Tier-1 handset vendors have capability to design their own applications processors and
baseband, with Apple recently joining the fold. Qualcomm and MediaTek are the two
established incumbent pure play semiconductor companies developing mobile processors
and 5G modems without a handset business. The two account for 60% of the applications
processor market and 66% of the baseband market in 2018, according to IDC. Trends in
the mobile handset market suggest a shift in tier-1 handset OEMs from outsourcing supply
to developing modems in-house for better control chip supply, and less reliance on
Qualcomm’s leading technology, and to mitigate royalty expenses.

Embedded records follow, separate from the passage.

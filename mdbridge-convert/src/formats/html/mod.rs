//! HTML format implementation
//!
//! Export (blocks → HTML) lives in [`serializer`], with [`document`] providing the full-html
//! shell and its embedded stylesheet. Import (HTML → Markdown) lives in [`to_markdown`].
//! [`sanitize`] is shared by both directions.
//!
//! # Library Choice
//!
//! Sanitizing uses `html5ever` with the `markup5ever_rcdom` DOM: a browser-grade parser
//! that recovers from malformed markup the same way browsers do, so what is removed is what
//! a browser would have run. `url` decides whether an attribute URL uses an allowed scheme.
//!
//! Import deliberately does not use the DOM. It is a regex chain with best-effort output;
//! see the module docs of [`to_markdown`].

pub mod document;
pub mod sanitize;
pub mod serializer;
pub mod to_markdown;

pub use document::default_css;

use crate::config::{ConversionConfig, Mode};
use crate::converter::{Conversion, Converter};
use crate::error::ConvertError;
use crate::stats::compute_reverse_stats;

/// Converter for the HTML → Markdown direction
pub struct HtmlToMarkdown;

impl Converter for HtmlToMarkdown {
    fn mode(&self) -> Mode {
        Mode::HtmlToMarkdown
    }

    fn name(&self) -> &str {
        "html"
    }

    fn description(&self) -> &str {
        "HTML to Markdown (best effort)"
    }

    fn source_extensions(&self) -> &[&str] {
        &["html", "htm"]
    }

    fn convert(
        &self,
        source: &str,
        config: &ConversionConfig,
    ) -> Result<Conversion, ConvertError> {
        let output = if config.sanitize_html {
            to_markdown::html_to_markdown(&sanitize::sanitize_html(source)?)
        } else {
            to_markdown::html_to_markdown(source)
        };
        tracing::debug!(bytes = output.len(), "converted html to markdown");

        let stats = compute_reverse_stats(source, &output);
        Ok(Conversion { output, stats })
    }
}
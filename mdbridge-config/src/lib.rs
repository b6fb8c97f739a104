//! Shared configuration loader for mdbridge.
//!
//! `defaults/mdbridge.default.toml` is embedded into every binary so that docs and
//! runtime behavior stay in sync. Applications layer user-specific files on top
//! of those defaults via [`Loader`] before deserializing into [`MdbridgeConfig`].

use config::builder::DefaultState;
use config::{Config, ConfigBuilder, ConfigError, File, FileFormat, ValueKind};
use mdbridge_convert::{ConversionConfig, Mode, OutputFormat};
use serde::Deserialize;
use std::path::Path;

const DEFAULT_TOML: &str = include_str!("../defaults/mdbridge.default.toml");

/// Top-level configuration consumed by mdbridge applications.
#[derive(Debug, Clone, Deserialize)]
pub struct MdbridgeConfig {
    pub convert: ConvertSettings,
    pub logging: LoggingConfig,
}

/// Mirrors the knobs of [`ConversionConfig`].
#[derive(Debug, Clone, Deserialize)]
pub struct ConvertSettings {
    pub mode: Mode,
    pub enable_tables: bool,
    pub enable_strikethrough: bool,
    pub enable_task_lists: bool,
    pub enable_autolinks: bool,
    pub generate_toc: bool,
    pub sanitize_html: bool,
    pub output_format: OutputFormat,
    pub heading_offset: i32,
    pub html: HtmlSettings,
}

/// Settings for full-html documents.
#[derive(Debug, Clone, Deserialize)]
pub struct HtmlSettings {
    pub title: String,
    /// Path to a stylesheet. Reading it is left to the caller.
    #[serde(default)]
    pub custom_css: Option<String>,
}

#[derive(Debug, Clone, Deserialize)]
pub struct LoggingConfig {
    pub level: String,
}

impl From<&ConvertSettings> for ConversionConfig {
    fn from(settings: &ConvertSettings) -> Self {
        let title = settings.html.title.trim();
        ConversionConfig {
            mode: settings.mode,
            enable_tables: settings.enable_tables,
            enable_strikethrough: settings.enable_strikethrough,
            enable_task_lists: settings.enable_task_lists,
            enable_autolinks: settings.enable_autolinks,
            generate_toc: settings.generate_toc,
            sanitize_html: settings.sanitize_html,
            output_format: settings.output_format,
            heading_offset: settings.heading_offset,
            title: (!title.is_empty()).then(|| title.to_string()),
            // Holds the stylesheet text, which the caller loads from `html.custom_css`.
            custom_css: None,
        }
    }
}

impl From<ConvertSettings> for ConversionConfig {
    fn from(settings: ConvertSettings) -> Self {
        ConversionConfig::from(&settings)
    }
}

/// Helper for layering user overrides over the built-in defaults.
#[derive(Debug, Clone)]
pub struct Loader {
    builder: ConfigBuilder<DefaultState>,
}

impl Loader {
    /// Start a loader seeded with the embedded defaults.
    pub fn new() -> Self {
        let builder = Config::builder().add_source(File::from_str(DEFAULT_TOML, FileFormat::Toml));
        Self { builder }
    }

    /// Layer a configuration file. Missing files trigger an error.
    pub fn with_file(mut self, path: impl AsRef<Path>) -> Self {
        let source = File::from(path.as_ref())
            .format(FileFormat::Toml)
            .required(true);
        self.builder = self.builder.add_source(source);
        self
    }

    /// Layer an optional configuration file (ignored if the file is absent).
    pub fn with_optional_file(mut self, path: impl AsRef<Path>) -> Self {
        let source = File::from(path.as_ref())
            .format(FileFormat::Toml)
            .required(false);
        self.builder = self.builder.add_source(source);
        self
    }

    /// Apply a single key/value override (useful for CLI settings).
    pub fn set_override<I>(mut self, key: &str, value: I) -> Result<Self, ConfigError>
    where
        I: Into<ValueKind>,
    {
        self.builder = self.builder.set_override(key, value)?;
        Ok(self)
    }

    /// Finalize the builder and deserialize the resulting configuration.
    pub fn build(self) -> Result<MdbridgeConfig, ConfigError> {
        self.builder.build()?.try_deserialize()
    }
}

impl Default for Loader {
    fn default() -> Self {
        Self::new()
    }
}

/// Convenience helper for callers that only need the defaults.
pub fn load_defaults() -> Result<MdbridgeConfig, ConfigError> {
    Loader::new().build()
}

Apple is the only major handset OEM that exclusively uses its own internally
developed application processor. The very first iPhone was based on an Apple
SoC manufactured by Samsung. Its first A-series processor was the A4
processor on the iPhone 4. Apple has used Samsung’s foundry for
manufacturing its SoC until the A8, where it transitioned to TSMC and has used
the company ever since. The A13 Bionic is the latest CPU in the A-series lineup
featured discretely on the iPhone 11. Apple signed a 6-year licensing
agreement with Qualcomm (backdated to April 1, 2019), that includes supply of
chips, most likely for early 5G modem. We expect early 5G iPhones will use
discrete Qualcomm basebands. Given Apple’s $1B acquisition of Intel’s modem
business, we believe Apple plans to develop a 5G modem solution and
potentially integrate it within its own process over time.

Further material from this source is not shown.